Nous évoquions l’année dernière, nos aventures dans la source d’eau chaude de l’Abus dans les gorges d’Ollioules. Nous nous étions fait une raison, les explorations buttaient sur une étroiture infranchissable ! Nous pensions donc qu’il serait impossible d’aller plus loin ! Nos seuls espoirs résidant dans de futures analyses et interprétations scientifiques mais point d’explorations à l’horizon...

photo Marie-Laure Peyrucain
Mais voilà, la vérité est venue d’ailleurs. Un courriel est arrivé dernièrement dans la boîte du comité départemental de spéléologie. Un plongeur de l’Ariège narre sa récente découverte dans la fameuse source cachée dans les gorges d’Ollioules… Il est vrai que nous avions remarqué la présence d'un nouveau fil d'ariane sans se poser plus de questions...

Nous laissons donc la parole à Franck BRÉHIER :
"Je suis spéléo et plongeur spéléo sur l'Ariège. Lors d'un récent passage dans votre département, je suis allé rejeter un oeil dans la résurgence au-dessus d'Ollioules, la résurgence du Mascaron je crois... J'avais entendu parler de cette résurgence lorsque j'étais étudiant au labo de Moulis, et avais fait une première plongée lors du congrès national (2003). A cette occasion, j'avais franchi l'étroiture à quelques mètres de l'entrée qui avait arrêté Marc Renaud, et avais poursuivi un peu dans une galerie avec plusieurs passages étroits, aux parois très corrodées, touillant beaucoup au retour. Retour donc récement. J'ai poursuivi l'explo sur 105 m au total, et me suis arrêté à la profondeur de -34m. Ca continue à descendre, les volumes sont plus grands. Enfin globalement c'est plutôt de étroit-étroit.

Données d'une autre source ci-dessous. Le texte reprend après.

use std::collections::HashSet;

use chrono::{DateTime, FixedOffset, Local, NaiveDate};
use rust_decimal::Decimal;
use sea_orm::{ActiveValue::Set, ColumnTrait, ConnectionTrait, DatabaseConnection, EntityTrait, QueryFilter, QueryOrder, TransactionTrait};
use serde::Serialize;
use tracing::{error, info, instrument, warn};
use uuid::Uuid;

use crate::{
    entity::{payroll_item, payroll_period, prelude::*, salary_structure, sea_orm_active_enums::PeriodStatus, user},
    error::PayrollError,
    utils,
};

use super::{
    is_unique_violation,
    aggregate::PayrollItemAggregator,
    bonus::PerformanceBonusGenerator,
    deduction::StandardDeductionGenerator,
    salary::SalaryResolver,
    working_days::{WorkingDays, WorkingDaysCalculator},
};

#[derive(Debug, Serialize)]
pub struct PeriodResolution {
    pub period: payroll_period::Model,
    /// `false` when the period already existed and nothing was generated
    pub created: bool,
    pub report: GenerationReport,
}

#[derive(Debug, Default, Serialize)]
pub struct GenerationReport {
    pub generated: Vec<Uuid>,
    /// Employees whose item was written by a concurrent request
    pub existing: Vec<Uuid>,
    /// Employees without a salary structure effective at the end of the period
    pub skipped: Vec<Uuid>,
    pub failed: Vec<FailedEmployee>,
}

#[derive(Debug, Serialize)]
pub struct FailedEmployee {
    pub employee_id: Uuid,
    pub reason: String,
}

#[derive(Debug, Clone, Copy, PartialEq, Eq)]
pub enum PeriodAction {
    Approve,
    Release,
}

impl PeriodAction {
    fn as_str(&self) -> &'static str {
        match self {
            PeriodAction::Approve => "approve",
            PeriodAction::Release => "release",
        }
    }

    /// `processing -> approved -> paid`, nothing else
    pub fn next(self, from: PeriodStatus) -> Result<PeriodStatus, PayrollError> {
        match (self, from) {
            (PeriodAction::Approve, PeriodStatus::Processing) => Ok(PeriodStatus::Approved),
            (PeriodAction::Release, PeriodStatus::Approved) => Ok(PeriodStatus::Paid),
            _ => Err(PayrollError::InvalidTransition { from, action: self.as_str() }),
        }
    }
}

/// Hired by the end of the period, and not terminated on or before it
fn is_eligible(employee: &user::Model, period_end: NaiveDate) -> bool {
    employee.hire_date <= period_end
        && employee.termination_date.is_none_or(|terminated| terminated > period_end)
}

fn skeleton_item(
    period: &payroll_period::Model,
    salary: &salary_structure::Model,
    days: WorkingDays,
    now: DateTime<FixedOffset>,
) -> payroll_item::ActiveModel {
    let gross = salary.gross_salary();

    payroll_item::ActiveModel {
        created_at: Set(now),
        updated_at: Set(now),
        payroll_period_id: Set(period.id),
        employee_id: Set(salary.employee_id),
        salary_structure_id: Set(salary.id),
        basic_salary: Set(salary.basic_salary),
        total_allowances: Set(salary.total_allowances()),
        total_deductions: Set(Decimal::ZERO),
        total_bonuses: Set(Decimal::ZERO),
        gross_salary: Set(gross),
        net_salary: Set(gross),
        working_days: Set(days.working),
        leave_days: Set(days.leave),
        absent_days: Set(days.absent),
        ..Default::default()
    }
}

pub struct PeriodResolver;

impl PeriodResolver {
    /// Returns the period for exactly `[start, end]`, creating it and generating
    /// its payroll items on first request.
    ///
    /// An existing period is returned untouched. Losing a creation race to a
    /// concurrent request is not an error, the winner's row is returned.
    #[instrument(skip(db))]
    pub async fn resolve(db: &DatabaseConnection, start: NaiveDate, end: NaiveDate, actor: Uuid) -> Result<PeriodResolution, PayrollError> {
        if end < start {
            return Err(PayrollError::InvalidDateRange { start, end });
        }

        if let Some(period) = Self::find(db, start, end).await? {
            return Self::resume(db, period).await;
        }

        let period = match Self::create(db, start, end, actor).await {
            Ok(period) => period,
            Err(PayrollError::DuplicatePeriod { .. }) => {
                info!("Period created concurrently, re-reading");

                let period = Self::find(db, start, end).await?
                    .ok_or(PayrollError::DuplicatePeriod { start, end })?;

                return Ok(PeriodResolution { period, created: false, report: GenerationReport::default() });
            },
            Err(err) => return Err(err),
        };

        info!(period_id = %period.id, reference = %period.reference, "Created payroll period");

        let report = Self::generate_items(db, &period).await?;

        Ok(PeriodResolution { period, created: true, report })
    }

    /// An existing period still in `processing` gets the items an interrupted
    /// generation left out. Employees that already have one are not touched
    async fn resume(db: &DatabaseConnection, period: payroll_period::Model) -> Result<PeriodResolution, PayrollError> {
        if period.status != PeriodStatus::Processing {
            return Ok(PeriodResolution { period, created: false, report: GenerationReport::default() });
        }

        let report = Self::generate_items(db, &period).await?;

        if !report.generated.is_empty() {
            warn!(period_id = %period.id, generated = report.generated.len(), "Resumed interrupted payroll generation");
        }

        Ok(PeriodResolution { period, created: false, report })
    }

    async fn find<C: ConnectionTrait>(db: &C, start: NaiveDate, end: NaiveDate) -> Result<Option<payroll_period::Model>, PayrollError> {
        let period = PayrollPeriod::find()
            .filter(payroll_period::Column::StartDate.eq(start))
            .filter(payroll_period::Column::EndDate.eq(end))
            .one(db).await?;

        Ok(period)
    }

    async fn create<C: ConnectionTrait>(db: &C, start: NaiveDate, end: NaiveDate, actor: Uuid) -> Result<payroll_period::Model, PayrollError> {
        let now = Local::now().fixed_offset();

        PayrollPeriod::insert(payroll_period::ActiveModel {
            created_at: Set(now),
            updated_at: Set(now),
            created_by: Set(Some(actor)),
            updated_by: Set(Some(actor)),
            reference: Set(utils::period_reference(start)),
            start_date: Set(start),
            end_date: Set(end),
            payment_date: Set(end),
            status: Set(PeriodStatus::Processing),
            approved_by: Set(None),
            approved_at: Set(None),
            ..Default::default()
        })
            .exec_with_returning(db).await
            .map_err(|err| if is_unique_violation(&err) {
                PayrollError::DuplicatePeriod { start, end }
            } else {
                err.into()
            })
    }

    /// Generates the items of every eligible employee that has none yet. A
    /// failing employee is reported and does not stop the others
    #[instrument(skip_all, fields(period_id = %period.id))]
    pub async fn generate_items(db: &DatabaseConnection, period: &payroll_period::Model) -> Result<GenerationReport, PayrollError> {
        let covered = PayrollItem::find()
            .filter(payroll_item::Column::PayrollPeriodId.eq(period.id))
            .all(db).await?
            .into_iter()
            .map(|item| item.employee_id)
            .collect::<HashSet<_>>();

        let employees = User::find()
            .filter(user::Column::HireDate.lte(period.end_date))
            .order_by_asc(user::Column::HireDate)
            .all(db).await?;

        let mut report = GenerationReport::default();

        let pending = employees.iter()
            .filter(|employee| is_eligible(employee, period.end_date))
            .filter(|employee| !covered.contains(&employee.id));

        for employee in pending {
            match Self::generate_for_employee(db, period, employee).await {
                Ok(item) => {
                    info!(employee_id = %employee.id, item_id = %item.id, net_salary = %item.net_salary, "Generated payroll item");
                    report.generated.push(employee.id);
                },
                Err(PayrollError::NoApplicableSalary { employee_id, as_of }) => {
                    warn!(%employee_id, %as_of, "No applicable salary structure, skipping");
                    report.skipped.push(employee_id);
                },
                Err(PayrollError::DuplicateItem { employee_id, .. }) => {
                    info!(%employee_id, "Payroll item already exists");
                    report.existing.push(employee_id);
                },
                Err(err) => {
                    error!(employee_id = %employee.id, %err, "Failed to generate payroll item");
                    report.failed.push(FailedEmployee {
                        employee_id: employee.id,
                        reason: err.to_string(),
                    });
                },
            }
        }

        info!(
            generated = report.generated.len(),
            existing = report.existing.len(),
            skipped = report.skipped.len(),
            failed = report.failed.len(),
            "Payroll generation finished"
        );

        Ok(report)
    }

    /// Item, deduction lines, bonus line and totals for one employee, all in one
    /// transaction
    async fn generate_for_employee(db: &DatabaseConnection, period: &payroll_period::Model, employee: &user::Model) -> Result<payroll_item::Model, PayrollError> {
        let Some(salary) = SalaryResolver::resolve(db, employee.id, period.end_date).await? else {
            return Err(PayrollError::NoApplicableSalary { employee_id: employee.id, as_of: period.end_date });
        };

        let now = Local::now().fixed_offset();
        let txn = db.begin().await?;

        let days = WorkingDaysCalculator::count(&txn, employee.id, period.start_date, period.end_date).await?;

        let item = PayrollItem::insert(skeleton_item(period, &salary, days, now))
            .exec_with_returning(&txn).await
            .map_err(|err| if is_unique_violation(&err) {
                PayrollError::DuplicateItem { period_id: period.id, employee_id: employee.id }
            } else {
                err.into()
            })?;

        let deductions = StandardDeductionGenerator::generate(&item)
            .into_iter()
            .map(|line| line.into_active_model(item.id, now));

        Deduction::insert_many(deductions)
            .exec_without_returning(&txn).await?;

        if let Some(bonus) = PerformanceBonusGenerator::generate(&txn, &item, period).await? {
            Bonus::insert(bonus.into_active_model(item.id, now))
                .exec_without_returning(&txn).await?;
        }

        let item = PayrollItemAggregator::finalize(&txn, &item).await?;

        txn.commit().await?;

        Ok(item)
    }

    pub async fn approve<C: ConnectionTrait>(db: &C, period_id: Uuid, actor: Uuid) -> Result<payroll_period::Model, PayrollError> {
        Self::transition(db, period_id, PeriodAction::Approve, actor).await
    }

    pub async fn release<C: ConnectionTrait>(db: &C, period_id: Uuid, actor: Uuid) -> Result<payroll_period::Model, PayrollError> {
        Self::transition(db, period_id, PeriodAction::Release, actor).await
    }

    /// Applies `action` only if the period is still in the status it was read
    /// with, so racing transitions cannot both succeed
    #[instrument(skip(db))]
    async fn transition<C: ConnectionTrait>(db: &C, period_id: Uuid, action: PeriodAction, actor: Uuid) -> Result<payroll_period::Model, PayrollError> {
        let Some(period) = PayrollPeriod::find_by_id(period_id).one(db).await? else {
            return Err(PayrollError::PeriodNotFound(period_id));
        };

        let status = action.next(period.status)?;
        let now = Local::now().fixed_offset();

        let mut changes = payroll_period::ActiveModel {
            status: Set(status),
            updated_at: Set(now),
            updated_by: Set(Some(actor)),
            ..Default::default()
        };

        if action == PeriodAction::Approve {
            changes.approved_by = Set(Some(actor));
            changes.approved_at = Set(Some(now));
        }

        let result = PayrollPeriod::update_many()
            .set(changes)
            .filter(payroll_period::Column::Id.eq(period_id))
            .filter(payroll_period::Column::Status.eq(period.status))
            .exec(db).await?;

        let Some(updated) = PayrollPeriod::find_by_id(period_id).one(db).await? else {
            return Err(PayrollError::PeriodNotFound(period_id));
        };

        if result.rows_affected == 0 {
            return Err(PayrollError::InvalidTransition { from: updated.status, action: action.as_str() });
        }

        info!(from = ?period.status, to = ?updated.status, "Payroll period transitioned");

        Ok(updated)
    }
}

J'ai fait un bout de topo sur les 75 premiers mètres, jusqu'à la profondeur de -19"

Topographie : Franck BRÉHIER
Cette exploration est exceptionnelle. C'est l'espoir de mieux comprendre le fonctionnement hydrologique de cet exutoire. Les hydrogéologues se passionnent pour cette source mystérieuse depuis longtemps. C’est notamment l’aspect thermique qui les intéresse. Les futures investigations devraient nous amener de nouveaux éléments précieux.Mais Franck a découvert autre chose qui devrait éclairer la connaissance biologique :
"Pour ma part, je suis très intéressé pour continuer l'explo et compte le faire, même si c'est un peu loin de la maison. J'ai revu ces filaments bactériens qui avaient été mentionnés, je n'ai pas de nom pour l'instant de spécialiste mais je compte me renseigner, je pourrai trouver ça facilement (je travaille souvent avec le Muséum, j'ai fait de la bio sout). Cela peut être intéressant. Je n'ai pas vu en revanche de macrocrustacés (Stenasellus ou autre Niphargus), mais je pense qu'il serait intéressant de poser des pièges, les caractéristiques physico-chimiques de l'eau sont originales et on peut avoir des surprises."

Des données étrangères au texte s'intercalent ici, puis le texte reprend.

#[async_trait::async_trait]
impl MigrationTrait for Migration {
    async fn up(&self, manager: &SchemaManager) -> Result<(), DbErr> {
        let schema = Schema::new(DbBackend::Postgres);

        manager.create_type(schema.create_enum_from_active_enum::<RoleType>()).await?;
        manager.create_type(schema.create_enum_from_active_enum::<PeriodStatus>()).await?;
        manager.create_type(schema.create_enum_from_active_enum::<DeductionKind>()).await?;
        manager.create_type(schema.create_enum_from_active_enum::<BonusKind>()).await?;
        manager.create_type(schema.create_enum_from_active_enum::<BonusSourceKind>()).await?;
        manager.create_type(schema.create_enum_from_active_enum::<AssignmentStatus>()).await?;
        manager.create_type(schema.create_enum_from_active_enum::<LeaveStatus>()).await?;

        manager
            .create_table(default_table_statement()
                .table(User::Table)
                .col(ColumnDef::new(User::Username)
                    .text()
                    .unique_key()
                    .not_null())
                .col(ColumnDef::new(User::Password)
                    .binary()
                    .not_null()) // Password should be in a hashed format
                .col(ColumnDef::new(User::Role)
                    .custom(RoleType::name())
                    .not_null())
                .col(ColumnDef::new(User::HireDate)
                    .date()
                    .not_null())
                .col(ColumnDef::new(User::TerminationDate)
                    .date())
                .col(ColumnDef::new(User::IsActive)
                    .boolean()
                    .not_null()
                    .default(true))
                .take()
            ).await?;

        manager
            .create_table(default_user_table_statement()
                .table(SalaryStructure::Table)
                .col(ColumnDef::new(SalaryStructure::EmployeeId)
                    .uuid()
                    .not_null())
                .col(ColumnDef::new(SalaryStructure::BasicSalary)
                    .decimal_len(15, 2)
                    .not_null())
                .col(ColumnDef::new(SalaryStructure::HousingAllowance)
                    .decimal_len(15, 2)
                    .not_null()
                    .default(0))
                .col(ColumnDef::new(SalaryStructure::TransportAllowance)
                    .decimal_len(15, 2)
                    .not_null()
                    .default(0))
                .col(ColumnDef::new(SalaryStructure::MealAllowance)
                    .decimal_len(15, 2)
                    .not_null()
                    .default(0))
                .col(ColumnDef::new(SalaryStructure::EffectiveDate)
                    .date()
                    .not_null())
                .col(ColumnDef::new(SalaryStructure::EndDate)
                    .date())
                .col(ColumnDef::new(SalaryStructure::IsCurrent)
                    .boolean()
                    .not_null()
                    .default(true))
                .take()
            ).await?;
        setup_user_table_fk!(manager, SalaryStructure::Table);
        manager.create_foreign_key(foreign_key(SalaryStructure::Table, SalaryStructure::EmployeeId, User::Table, ForeignKeyAction::Cascade)).await?;

        // At most one current structure per employee
        manager
            .create_index(Index::create()
                .name("uq_salary_structure_current")
                .table(SalaryStructure::Table)
                .col(SalaryStructure::EmployeeId)
                .unique()
                .and_where(Expr::col(SalaryStructure::IsCurrent).eq(true))
                .take()
            ).await?;

        // One period per date range; concurrent creators rely on this to detect the race
        manager
            .create_table(default_user_table_statement()
                .table(PayrollPeriod::Table)
                .col(ColumnDef::new(PayrollPeriod::Reference)
                    .text()
                    .not_null())
                .col(ColumnDef::new(PayrollPeriod::StartDate)
                    .date()
                    .not_null())
                .col(ColumnDef::new(PayrollPeriod::EndDate)
                    .date()
                    .not_null())
                .col(ColumnDef::new(PayrollPeriod::PaymentDate)
                    .date()
                    .not_null())
                .col(ColumnDef::new(PayrollPeriod::Status)
                    .custom(PeriodStatus::name())
                    .not_null())
                .col(ColumnDef::new(PayrollPeriod::ApprovedBy)
                    .uuid())
                .col(ColumnDef::new(PayrollPeriod::ApprovedAt)
                    .timestamp_with_time_zone())
                .check(Expr::col(PayrollPeriod::StartDate).lte(Expr::col(PayrollPeriod::EndDate)))
                .index(Index::create()
                    .name("uq_payroll_period_range")
                    .col(PayrollPeriod::StartDate)
                    .col(PayrollPeriod::EndDate)
                    .unique())
                .take()
            ).await?;
        setup_user_table_fk!(manager, PayrollPeriod::Table);
        manager.create_foreign_key(foreign_key(PayrollPeriod::Table, PayrollPeriod::ApprovedBy, User::Table, ForeignKeyAction::SetNull)).await?;

        manager
            .create_table(default_table_statement()
                .table(PayrollItem::Table)
                .col(ColumnDef::new(PayrollItem::PayrollPeriodId)
                    .uuid()
                    .not_null())
                .col(ColumnDef::new(PayrollItem::EmployeeId)
                    .uuid()
                    .not_null())
                .col(ColumnDef::new(PayrollItem::SalaryStructureId)
                    .uuid()
                    .not_null())
                .col(ColumnDef::new(PayrollItem::BasicSalary)
                    .decimal_len(15, 2)
                    .not_null())
                .col(ColumnDef::new(PayrollItem::TotalAllowances)
                    .decimal_len(15, 2)
                    .not_null())
                .col(ColumnDef::new(PayrollItem::TotalDeductions)
                    .decimal_len(15, 2)
                    .not_null()
                    .default(0))
                .col(ColumnDef::new(PayrollItem::TotalBonuses)
                    .decimal_len(15, 2)
                    .not_null()
                    .default(0))
                .col(ColumnDef::new(PayrollItem::GrossSalary)
                    .decimal_len(15, 2)
                    .not_null())
                .col(ColumnDef::new(PayrollItem::NetSalary)
                    .decimal_len(15, 2)
                    .not_null())
                .col(ColumnDef::new(PayrollItem::WorkingDays)
                    .integer()
                    .not_null())
                .col(ColumnDef::new(PayrollItem::LeaveDays)
                    .integer()
                    .not_null()
                    .default(0))
                .col(ColumnDef::new(PayrollItem::AbsentDays)
                    .integer()
                    .not_null()
                    .default(0))
                .index(Index::create()
                    .name("uq_payroll_item_employee")
                    .col(PayrollItem::PayrollPeriodId)
                    .col(PayrollItem::EmployeeId)
                    .unique())
                .take()
            ).await?;
        manager.create_foreign_key(foreign_key(PayrollItem::Table, PayrollItem::PayrollPeriodId, PayrollPeriod::Table, ForeignKeyAction::Cascade)).await?;
        manager.create_foreign_key(foreign_key(PayrollItem::Table, PayrollItem::EmployeeId, User::Table, ForeignKeyAction::Restrict)).await?;
        manager.create_foreign_key(foreign_key(PayrollItem::Table, PayrollItem::SalaryStructureId, SalaryStructure::Table, ForeignKeyAction::Restrict)).await?;

        manager
            .create_table(default_table_statement()
                .table(Deduction::Table)
                .col(ColumnDef::new(Deduction::PayrollItemId)
                    .uuid()
                    .not_null())
                .col(ColumnDef::new(Deduction::Kind)
                    .custom(DeductionKind::name())
                    .not_null())
                .col(ColumnDef::new(Deduction::Amount)
                    .decimal_len(15, 2)
                    .not_null())
                .col(ColumnDef::new(Deduction::Description)
                    .text()
                    .not_null()
                    .default(""))
                .take()
            ).await?;
        manager.create_foreign_key(foreign_key(Deduction::Table, Deduction::PayrollItemId, PayrollItem::Table, ForeignKeyAction::Cascade)).await?;

        manager
            .create_table(default_table_statement()
                .table(Bonus::Table)
                .col(ColumnDef::new(Bonus::PayrollItemId)
                    .uuid()
                    .not_null())
                .col(ColumnDef::new(Bonus::Kind)
                    .custom(BonusKind::name())
                    .not_null())
                .col(ColumnDef::new(Bonus::Amount)
                    .decimal_len(15, 2)
                    .not_null())
                .col(ColumnDef::new(Bonus::Description)
                    .text()
                    .not_null()
                    .default(""))
                .col(ColumnDef::new(Bonus::SourceKind)
                    .custom(BonusSourceKind::name())
                    .not_null())
                .col(ColumnDef::new(Bonus::SourceId)
                    .uuid())
                .take()
            ).await?;
        manager.create_foreign_key(foreign_key(Bonus::Table, Bonus::PayrollItemId, PayrollItem::Table, ForeignKeyAction::Cascade)).await?;

        manager
            .create_table(default_user_table_statement()
                .table(Kpi::Table)
                .col(ColumnDef::new(Kpi::Name)
                    .text()
                    .not_null())
                .col(ColumnDef::new(Kpi::Description)
                    .text()
                    .not_null()
                    .default(""))
                .col(ColumnDef::new(Kpi::Unit)
                    .text()
                    .not_null())
                .col(ColumnDef::new(Kpi::PointsValue)
                    .integer()
                    .not_null())
                .col(ColumnDef::new(Kpi::IsActive)
                    .boolean()
                    .not_null()
                    .default(true))
                .take()
            ).await?;
        setup_user_table_fk!(manager, Kpi::Table);

        manager
            .create_table(default_user_table_statement()
                .table(KpiAssignment::Table)
                .col(ColumnDef::new(KpiAssignment::KpiId)
                    .uuid()
                    .not_null())
                .col(ColumnDef::new(KpiAssignment::EmployeeId)
                    .uuid()
                    .not_null())
                .col(ColumnDef::new(KpiAssignment::TargetValue)
                    .decimal_len(15, 2)
                    .not_null())
                .col(ColumnDef::new(KpiAssignment::MinValue)
                    .decimal_len(15, 2)
                    .not_null()
                    .default(0))
                .col(ColumnDef::new(KpiAssignment::MaxValue)
                    .decimal_len(15, 2))
                .col(ColumnDef::new(KpiAssignment::Weight)
                    .decimal_len(5, 2)
                    .not_null()
                    .default(1))
                .col(ColumnDef::new(KpiAssignment::StartDate)
                    .date()
                    .not_null())
                .col(ColumnDef::new(KpiAssignment::EndDate)
                    .date()
                    .not_null())
                .col(ColumnDef::new(KpiAssignment::Status)
                    .custom(AssignmentStatus::name())
                    .not_null())
                .take()
            ).await?;
        setup_user_table_fk!(manager, KpiAssignment::Table);
        manager.create_foreign_key(foreign_key(KpiAssignment::Table, KpiAssignment::KpiId, Kpi::Table, ForeignKeyAction::Cascade)).await?;
        manager.create_foreign_key(foreign_key(KpiAssignment::Table, KpiAssignment::EmployeeId, User::Table, ForeignKeyAction::Cascade)).await?;

        manager
            .create_table(default_table_statement()
                .table(KpiRecord::Table)
                .col(ColumnDef::new(KpiRecord::KpiAssignmentId)
                    .uuid()
                    .not_null())
                .col(ColumnDef::new(KpiRecord::ActualValue)
                    .decimal_len(15, 2)
                    .not_null())
                .col(ColumnDef::new(KpiRecord::AchievementPercentage)
                    .decimal_len(5, 2)
                    .not_null())
                .col(ColumnDef::new(KpiRecord::PointsEarned)
                    .integer()
                    .not_null())
                .col(ColumnDef::new(KpiRecord::RecordDate)
                    .date()
                    .not_null())
                .col(ColumnDef::new(KpiRecord::RecordedBy)
                    .uuid())
                .col(ColumnDef::new(KpiRecord::Notes)
                    .text())
                .take()
            ).await?;
        manager.create_foreign_key(foreign_key(KpiRecord::Table, KpiRecord::KpiAssignmentId, KpiAssignment::Table, ForeignKeyAction::Cascade)).await?;
        manager.create_foreign_key(foreign_key(KpiRecord::Table, KpiRecord::RecordedBy, User::Table, ForeignKeyAction::SetNull)).await?;

        manager
            .create_table(default_table_statement()
                .table(LeaveRequest::Table)
                .col(ColumnDef::new(LeaveRequest::EmployeeId)
                    .uuid()
                    .not_null())
                .col(ColumnDef::new(LeaveRequest::StartDate)
                    .date()
                    .not_null())
                .col(ColumnDef::new(LeaveRequest::EndDate)
                    .date()
                    .not_null())
                .col(ColumnDef::new(LeaveRequest::Status)
                    .custom(LeaveStatus::name())
                    .not_null())
                .col(ColumnDef::new(LeaveRequest::Reason)
                    .text()
                    .not_null()
                    .default(""))
                .check(Expr::col(LeaveRequest::StartDate).lte(Expr::col(LeaveRequest::EndDate)))
                .take()
            ).await?;
        manager.create_foreign_key(foreign_key(LeaveRequest::Table, LeaveRequest::EmployeeId, User::Table, ForeignKeyAction::Cascade)).await?;

        Ok(())
    }

    async fn down(&self, manager: &SchemaManager) -> Result<(), DbErr> {
        // Children before parents
        let tables: [DynIden; 10] = [
            LeaveRequest::Table.into_iden(),
            KpiRecord::Table.into_iden(),
            KpiAssignment::Table.into_iden(),
            Kpi::Table.into_iden(),
            Bonus::Table.into_iden(),
            Deduction::Table.into_iden(),
            PayrollItem::Table.into_iden(),
            PayrollPeriod::Table.into_iden(),
            SalaryStructure::Table.into_iden(),
            User::Table.into_iden(),
        ];

        for table in tables {
            manager.drop_table(
                TableDropStatement::new()
                    .table(table)
                    .take()
            ).await?;
        }

        let types = [
            RoleType::name(),
            PeriodStatus::name(),
            DeductionKind::name(),
            BonusKind::name(),
            BonusSourceKind::name(),
            AssignmentStatus::name(),
            LeaveStatus::name(),
        ];

        for name in types {
            manager
                .drop_type(
                    TypeDropStatement::new()
                        .name(name)
                        .to_owned()
                ).await?;
        }

        Ok(())
    }
}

Maintenant, nous savons que les rêves les plus fous sont permis. Nous attendons avec impatience de nouvelles explorations de cette source. Celle-là même qui a permis à la naissance d’Ollioules. Celle-là même qui a fait la réputation internationale du village en tant que capitale mondiale de la fleur. Celle-là même qui a vu passer des dizaines de péripatéticiennes venues de leur maison close toute proche pour profiter de l’agréable température de l’eau pour se laver.
Si la source de l’Abus garde encore pas mal de secrets, c’est une partie de ceux ci que Franck BRÉHIER vient de nous dévoiler…
A suivre…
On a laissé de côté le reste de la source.